AVAILABLE RECORDS.
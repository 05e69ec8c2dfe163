//! Field types, schema construction, and column layout.
//!
//! The schema builder runs exactly once per read, before any data row, and
//! turns parsed header descriptors plus the configured geometry mode into an
//! ordered [`Schema`] and a [`ColumnLayout`] telling the row decoder what to
//! do with each header position. Every resolved field carries an explicit
//! scalar-vs-geometry tag; the decoder dispatches by matching, never by
//! runtime inspection.

use std::fmt;

use log::debug;

use crate::error::SchemaError;
use crate::geometry::EncodedFormat;
use crate::header::FieldDescriptor;
use crate::reader::{GeometryMode, ReaderOptions};

/// Name of the field appended in two-column modes.
pub const SYNTHESIZED_GEOMETRY_NAME: &str = "geom";

#[derive(Debug, Clone, Copy, PartialEq, Eq)]
pub enum ScalarType {
    String,
    Integer,
    Double,
    Float,
}

impl fmt::Display for ScalarType {
    fn fmt(&self, f: &mut fmt::Formatter<'_>) -> fmt::Result {
        let token = match self {
            ScalarType::String => "String",
            ScalarType::Integer => "int",
            ScalarType::Double => "double",
            ScalarType::Float => "float",
        };
        write!(f, "{token}")
    }
}

#[derive(Debug, Clone, Copy, PartialEq, Eq)]
pub enum GeometryKind {
    Point,
    LineString,
    Polygon,
    MultiPoint,
    MultiLineString,
    MultiPolygon,
    Geometry,
}

impl fmt::Display for GeometryKind {
    fn fmt(&self, f: &mut fmt::Formatter<'_>) -> fmt::Result {
        let token = match self {
            GeometryKind::Point => "Point",
            GeometryKind::LineString => "LineString",
            GeometryKind::Polygon => "Polygon",
            GeometryKind::MultiPoint => "MultiPoint",
            GeometryKind::MultiLineString => "MultiLineString",
            GeometryKind::MultiPolygon => "MultiPolygon",
            GeometryKind::Geometry => "Geometry",
        };
        write!(f, "{token}")
    }
}

/// The resolved type of a schema field.
#[derive(Debug, Clone, Copy, PartialEq, Eq)]
pub enum FieldType {
    Scalar(ScalarType),
    Geometry(GeometryKind),
}

impl FieldType {
    /// Case-sensitive lookup of a declared type token.
    pub fn from_token(token: &str) -> Option<FieldType> {
        let ty = match token {
            "String" => FieldType::Scalar(ScalarType::String),
            "int" | "Integer" => FieldType::Scalar(ScalarType::Integer),
            "double" | "Double" => FieldType::Scalar(ScalarType::Double),
            "float" | "Float" => FieldType::Scalar(ScalarType::Float),
            "Point" => FieldType::Geometry(GeometryKind::Point),
            "LineString" => FieldType::Geometry(GeometryKind::LineString),
            "Polygon" => FieldType::Geometry(GeometryKind::Polygon),
            "MultiPoint" => FieldType::Geometry(GeometryKind::MultiPoint),
            "MultiLineString" => FieldType::Geometry(GeometryKind::MultiLineString),
            "MultiPolygon" => FieldType::Geometry(GeometryKind::MultiPolygon),
            "Geometry" => FieldType::Geometry(GeometryKind::Geometry),
            _ => return None,
        };
        Some(ty)
    }

    pub fn is_geometry(&self) -> bool {
        matches!(self, FieldType::Geometry(_))
    }
}

impl fmt::Display for FieldType {
    fn fmt(&self, f: &mut fmt::Formatter<'_>) -> fmt::Result {
        match self {
            FieldType::Scalar(ty) => write!(f, "{ty}"),
            FieldType::Geometry(kind) => write!(f, "{kind}"),
        }
    }
}

#[derive(Debug, Clone, PartialEq, Eq)]
pub struct Field {
    pub name: String,
    pub ty: FieldType,
}

/// Ordered field list plus the dataset-level coordinate reference system.
///
/// Field names are unique; when header cells repeat a name, the last
/// declaration wins for the type while the first occurrence keeps its
/// position.
#[derive(Debug, Clone, PartialEq, Eq)]
pub struct Schema {
    pub fields: Vec<Field>,
    pub crs: Option<String>,
}

impl Schema {
    pub fn field_index(&self, name: &str) -> Option<usize> {
        self.fields.iter().position(|field| field.name == name)
    }

    pub fn geometry_field(&self) -> Option<&Field> {
        self.fields.iter().find(|field| field.ty.is_geometry())
    }
}

/// What the row decoder does with the cell at each header position.
#[derive(Debug, Clone, Copy, PartialEq, Eq)]
pub(crate) enum ColumnRole {
    Scalar { field: usize, ty: ScalarType },
    Geometry { field: usize, format: EncodedFormat },
}

/// Two-column geometry synthesis: header positions of the source cells and
/// the index of the appended point field.
#[derive(Debug, Clone, Copy, PartialEq, Eq)]
pub(crate) struct PairPlan {
    pub x: usize,
    pub y: usize,
    pub field: usize,
}

#[derive(Debug, Clone)]
pub(crate) struct ColumnLayout {
    pub columns: Vec<ColumnRole>,
    pub pair: Option<PairPlan>,
}

pub(crate) fn build_schema(
    descriptors: &[FieldDescriptor],
    options: &ReaderOptions,
) -> Result<(Schema, ColumnLayout), SchemaError> {
    match options.geometry_mode.encoded_format() {
        Some(format) => build_one_column(descriptors, options, format),
        None => build_two_column(descriptors, options),
    }
}

fn build_one_column(
    descriptors: &[FieldDescriptor],
    options: &ReaderOptions,
    format: EncodedFormat,
) -> Result<(Schema, ColumnLayout), SchemaError> {
    let geometry_pos = designate_geometry(descriptors, &options.geometry_column)?;

    let mut fields: Vec<Field> = Vec::new();
    let mut columns: Vec<ColumnRole> = Vec::with_capacity(descriptors.len());
    let mut crs = None;

    for (pos, descriptor) in descriptors.iter().enumerate() {
        if Some(pos) == geometry_pos {
            let kind = match descriptor.declared {
                Some(FieldType::Geometry(kind)) => kind,
                _ => GeometryKind::Point,
            };
            crs = descriptor.crs.clone();
            let field = upsert_field(&mut fields, &descriptor.name, FieldType::Geometry(kind));
            columns.push(ColumnRole::Geometry { field, format });
        } else {
            let scalar = match descriptor.declared {
                Some(FieldType::Scalar(scalar)) => scalar,
                _ => ScalarType::String,
            };
            let field = upsert_field(&mut fields, &descriptor.name, FieldType::Scalar(scalar));
            columns.push(ColumnRole::Scalar { field, ty: scalar });
        }
    }

    debug!(
        "Resolved one-column {format} schema: {} field(s), geometry {}",
        fields.len(),
        geometry_pos.map_or("absent".to_string(), |pos| {
            format!("at column {}", pos + 1)
        })
    );
    Ok((Schema { fields, crs }, ColumnLayout {
        columns,
        pair: None,
    }))
}

/// Pick the geometry source column: an explicit `geometry_column` name match
/// wins (ignoring cells that declare a scalar type), otherwise the single
/// descriptor with a declared geometry type. Geometry declarations outside
/// the designated column are rejected; a header with neither yields a purely
/// scalar schema.
fn designate_geometry(
    descriptors: &[FieldDescriptor],
    geometry_column: &str,
) -> Result<Option<usize>, SchemaError> {
    let named = descriptors.iter().rposition(|descriptor| {
        descriptor.name == geometry_column
            && !matches!(descriptor.declared, Some(FieldType::Scalar(_)))
    });
    let declared: Vec<usize> = descriptors
        .iter()
        .enumerate()
        .filter(|(_, descriptor)| matches!(descriptor.declared, Some(FieldType::Geometry(_))))
        .map(|(pos, _)| pos)
        .collect();

    let designated = match named {
        Some(pos) => Some(pos),
        None => match declared.as_slice() {
            [] => None,
            [single] => Some(*single),
            [first, second, ..] => {
                return Err(SchemaError::MultipleGeometryColumns {
                    first: descriptors[*first].name.clone(),
                    second: descriptors[*second].name.clone(),
                });
            }
        },
    };

    if let Some(pos) = designated
        && let Some(stray) = declared.iter().find(|declared_pos| **declared_pos != pos)
    {
        return Err(SchemaError::MultipleGeometryColumns {
            first: descriptors[pos].name.clone(),
            second: descriptors[*stray].name.clone(),
        });
    }
    Ok(designated)
}

fn build_two_column(
    descriptors: &[FieldDescriptor],
    options: &ReaderOptions,
) -> Result<(Schema, ColumnLayout), SchemaError> {
    let mode_label = match options.geometry_mode {
        GeometryMode::Xy => "XY",
        GeometryMode::LatLon => "lon/lat",
        // encoded_format() returned None, so only the pair modes reach here
        _ => "two-column",
    };
    let (x_name, y_name) = match options.geometry_mode {
        GeometryMode::Xy => (options.x_column.as_deref(), options.y_column.as_deref()),
        _ => (options.lon_column.as_deref(), options.lat_column.as_deref()),
    };
    let (Some(x_name), Some(y_name)) = (x_name, y_name) else {
        return Err(SchemaError::MissingCoordinateColumns { mode: mode_label });
    };

    if let Some(declared) = descriptors
        .iter()
        .find(|descriptor| matches!(descriptor.declared, Some(FieldType::Geometry(_))))
    {
        return Err(SchemaError::MultipleGeometryColumns {
            first: declared.name.clone(),
            second: SYNTHESIZED_GEOMETRY_NAME.to_string(),
        });
    }
    if descriptors
        .iter()
        .any(|descriptor| descriptor.name == SYNTHESIZED_GEOMETRY_NAME)
    {
        return Err(SchemaError::ReservedFieldName {
            name: SYNTHESIZED_GEOMETRY_NAME.to_string(),
        });
    }

    let position_of = |name: &str| {
        descriptors
            .iter()
            .rposition(|descriptor| descriptor.name == name)
            .ok_or_else(|| SchemaError::UnknownCoordinateColumn {
                name: name.to_string(),
            })
    };
    let x_pos = position_of(x_name)?;
    let y_pos = position_of(y_name)?;

    let mut fields: Vec<Field> = Vec::new();
    let mut columns: Vec<ColumnRole> = Vec::with_capacity(descriptors.len());
    for descriptor in descriptors {
        let scalar = match descriptor.declared {
            Some(FieldType::Scalar(scalar)) => scalar,
            _ => ScalarType::String,
        };
        let field = upsert_field(&mut fields, &descriptor.name, FieldType::Scalar(scalar));
        columns.push(ColumnRole::Scalar { field, ty: scalar });
    }

    // first source column wins when both declare a reference system
    let crs = descriptors[x_pos]
        .crs
        .clone()
        .or_else(|| descriptors[y_pos].crs.clone());

    fields.push(Field {
        name: SYNTHESIZED_GEOMETRY_NAME.to_string(),
        ty: FieldType::Geometry(GeometryKind::Point),
    });
    let pair = PairPlan {
        x: x_pos,
        y: y_pos,
        field: fields.len() - 1,
    };

    debug!(
        "Resolved {mode_label} schema: {} field(s), point synthesized from columns {} and {}",
        fields.len(),
        x_pos + 1,
        y_pos + 1
    );
    Ok((Schema { fields, crs }, ColumnLayout {
        columns,
        pair: Some(pair),
    }))
}

/// Insert a field, or update the type of an existing one (last declaration
/// wins, first occurrence keeps its position). Returns the field index.
fn upsert_field(fields: &mut Vec<Field>, name: &str, ty: FieldType) -> usize {
    match fields.iter().position(|field| field.name == name) {
        Some(existing) => {
            fields[existing].ty = ty;
            existing
        }
        None => {
            fields.push(Field {
                name: name.to_string(),
                ty,
            });
            fields.len() - 1
        }
    }
}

YOUR OBJECTIVE. If a line in the records above contains the word "Display", copy it.

TASK ANSWER.
impl fmt::Display for ScalarType {
impl fmt::Display for GeometryKind {
impl fmt::Display for FieldType {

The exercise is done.